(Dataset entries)
◆ ◆ ◆ ◆

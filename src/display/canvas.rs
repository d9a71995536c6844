//! Canvas: the drawing surface handed to the renderer.
//!
//! [`TextCanvas`] is a grid of cells stored in row-major order
//! (`index = y * width + x`). Text is laid out per grapheme cluster and
//! wide graphemes occupy a continuation cell to their right.

use bitflags::bitflags;
use unicode_segmentation::UnicodeSegmentation;
use unicode_width::UnicodeWidthStr;

bitflags! {
    /// Text style modifiers.
    #[derive(Debug, Clone, Copy, PartialEq, Eq, Hash, Default)]
    pub struct Modifiers: u8 {
        /// Bold text
        const BOLD = 0b0000_0001;
        /// Dim/faint text
        const DIM = 0b0000_0010;
        /// Reversed colors (fg/bg swapped)
        const REVERSED = 0b0000_0100;
    }
}

/// Font selection for subsequent text.
#[derive(Debug, Clone, Copy, PartialEq, Eq, Default)]
pub enum Font {
    /// Headline font.
    #[default]
    Primary,
    /// Body font.
    Secondary,
}

impl Font {
    /// Modifiers used to render this font on a text grid.
    pub const fn modifiers(self) -> Modifiers {
        match self {
            Self::Primary => Modifiers::BOLD,
            Self::Secondary => Modifiers::empty(),
        }
    }
}

/// Drawing primitives available to the renderer.
pub trait Canvas {
    /// Width in columns.
    fn width(&self) -> u16;

    /// Height in rows.
    fn height(&self) -> u16;

    /// Blank the whole surface.
    fn clear(&mut self);

    /// Select the font for following text.
    fn set_font(&mut self, font: Font);

    /// Draw text starting at (x, y), clipped at the right edge.
    ///
    /// Returns the number of columns used.
    fn draw_str(&mut self, x: u16, y: u16, text: &str) -> u16;

    /// Draw a centered action hint on the bottom row.
    fn draw_button_center(&mut self, label: &str);
}

/// A single grid cell.
#[derive(Debug, Clone, PartialEq, Eq)]
pub struct Cell {
    /// Grapheme shown in the cell, empty for a wide continuation.
    symbol: String,
    /// Display width (0 = continuation, 1 = normal, 2 = wide).
    width: u8,
    /// Style of the grapheme.
    modifiers: Modifiers,
}

impl Cell {
    /// A blank cell.
    pub fn blank() -> Self {
        Self {
            symbol: " ".to_string(),
            width: 1,
            modifiers: Modifiers::empty(),
        }
    }

    fn continuation(modifiers: Modifiers) -> Self {
        Self {
            symbol: String::new(),
            width: 0,
            modifiers,
        }
    }

    /// The grapheme in this cell.
    #[inline]
    pub fn symbol(&self) -> &str {
        &self.symbol
    }

    /// Style of this cell.
    #[inline]
    pub const fn modifiers(&self) -> Modifiers {
        self.modifiers
    }

    /// Whether this cell is covered by the wide grapheme to its left.
    #[inline]
    pub const fn is_wide_continuation(&self) -> bool {
        self.width == 0
    }
}

impl Default for Cell {
    fn default() -> Self {
        Self::blank()
    }
}

/// Fixed-size text grid implementing [`Canvas`].
#[derive(Debug, Clone, PartialEq, Eq)]
pub struct TextCanvas {
    cells: Vec<Cell>,
    width: u16,
    height: u16,
    font: Font,
}

impl TextCanvas {
    /// Create a blank canvas.
    ///
    /// # Panics
    /// Panics if width or height is 0.
    pub fn new(width: u16, height: u16) -> Self {
        assert!(width > 0 && height > 0, "Canvas dimensions must be non-zero");
        let size = usize::from(width) * usize::from(height);
        Self {
            cells: vec![Cell::blank(); size],
            width,
            height,
            font: Font::default(),
        }
    }

    /// Convert (x, y) coordinates to a linear index.
    #[inline]
    fn index_of(&self, x: u16, y: u16) -> Option<usize> {
        (x < self.width && y < self.height)
            .then(|| usize::from(y) * usize::from(self.width) + usize::from(x))
    }

    #[cfg(test)]
    fn get(&self, x: u16, y: u16) -> Option<&Cell> {
        self.index_of(x, y).map(|i| &self.cells[i])
    }

    /// Iterate over rows.
    pub fn rows(&self) -> impl Iterator<Item = &[Cell]> {
        self.cells.chunks(usize::from(self.width))
    }

    /// Text of row `y` (without trailing padding), or `None` if out of range.
    pub fn row_text(&self, y: u16) -> Option<String> {
        let row = self.rows().nth(usize::from(y))?;
        let text: String = row.iter().map(Cell::symbol).collect();
        Some(text.trim_end().to_string())
    }

    /// All rows as text.
    pub fn to_lines(&self) -> Vec<String> {
        (0..self.height).filter_map(|y| self.row_text(y)).collect()
    }

    /// Write text with explicit modifiers.
    fn put_str(&mut self, x: u16, y: u16, text: &str, modifiers: Modifiers) -> u16 {
        let mut col = x;
        for grapheme in text.graphemes(true) {
            let width = u16::try_from(grapheme.width()).unwrap_or(u16::MAX);
            if width == 0 {
                continue;
            }
            if col.saturating_add(width) > self.width {
                break;
            }
            let Some(idx) = self.index_of(col, y) else {
                break;
            };

            self.cells[idx] = Cell {
                symbol: grapheme.to_string(),
                width: u8::try_from(width).unwrap_or(u8::MAX),
                modifiers,
            };
            for offset in 1..width {
                if let Some(next) = self.index_of(col + offset, y) {
                    self.cells[next] = Cell::continuation(modifiers);
                }
            }
            col += width;
        }
        col - x
    }
}

impl Canvas for TextCanvas {
    fn width(&self) -> u16 {
        self.width
    }

    fn height(&self) -> u16 {
        self.height
    }

    fn clear(&mut self) {
        self.cells.fill(Cell::blank());
    }

    fn set_font(&mut self, font: Font) {
        self.font = font;
    }

    fn draw_str(&mut self, x: u16, y: u16, text: &str) -> u16 {
        self.put_str(x, y, text, self.font.modifiers())
    }

    fn draw_button_center(&mut self, label: &str) {
        let hint = format!("[ {label} ]");
        let hint_width = u16::try_from(hint.width()).unwrap_or(u16::MAX);
        let x = self.width.saturating_sub(hint_width) / 2;
        let y = self.height - 1;
        self.put_str(x, y, &hint, Modifiers::REVERSED);
    }
}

◆ ◆ ◆ ◆

ACTIVITY> Send back an exact copy of only the lines from the line with "if width == 0" up to and including the line with "hint_width = u16::try_from(hint.width()).unwrap_or(u16::MAX);" in the data above.

THE ANSWER>
            if width == 0 {
                continue;
            }
            if col.saturating_add(width) > self.width {
                break;
            }
            let Some(idx) = self.index_of(col, y) else {
                break;
            };

            self.cells[idx] = Cell {
                symbol: grapheme.to_string(),
                width: u8::try_from(width).unwrap_or(u8::MAX),
                modifiers,
            };
            for offset in 1..width {
                if let Some(next) = self.index_of(col + offset, y) {
                    self.cells[next] = Cell::continuation(modifiers);
                }
            }
            col += width;
        }
        col - x
    }
}

impl Canvas for TextCanvas {
    fn width(&self) -> u16 {
        self.width
    }

    fn height(&self) -> u16 {
        self.height
    }

    fn clear(&mut self) {
        self.cells.fill(Cell::blank());
    }

    fn set_font(&mut self, font: Font) {
        self.font = font;
    }

    fn draw_str(&mut self, x: u16, y: u16, text: &str) -> u16 {
        self.put_str(x, y, text, self.font.modifiers())
    }

    fn draw_button_center(&mut self, label: &str) {
        let hint = format!("[ {label} ]");
        let hint_width = u16::try_from(hint.width()).unwrap_or(u16::MAX);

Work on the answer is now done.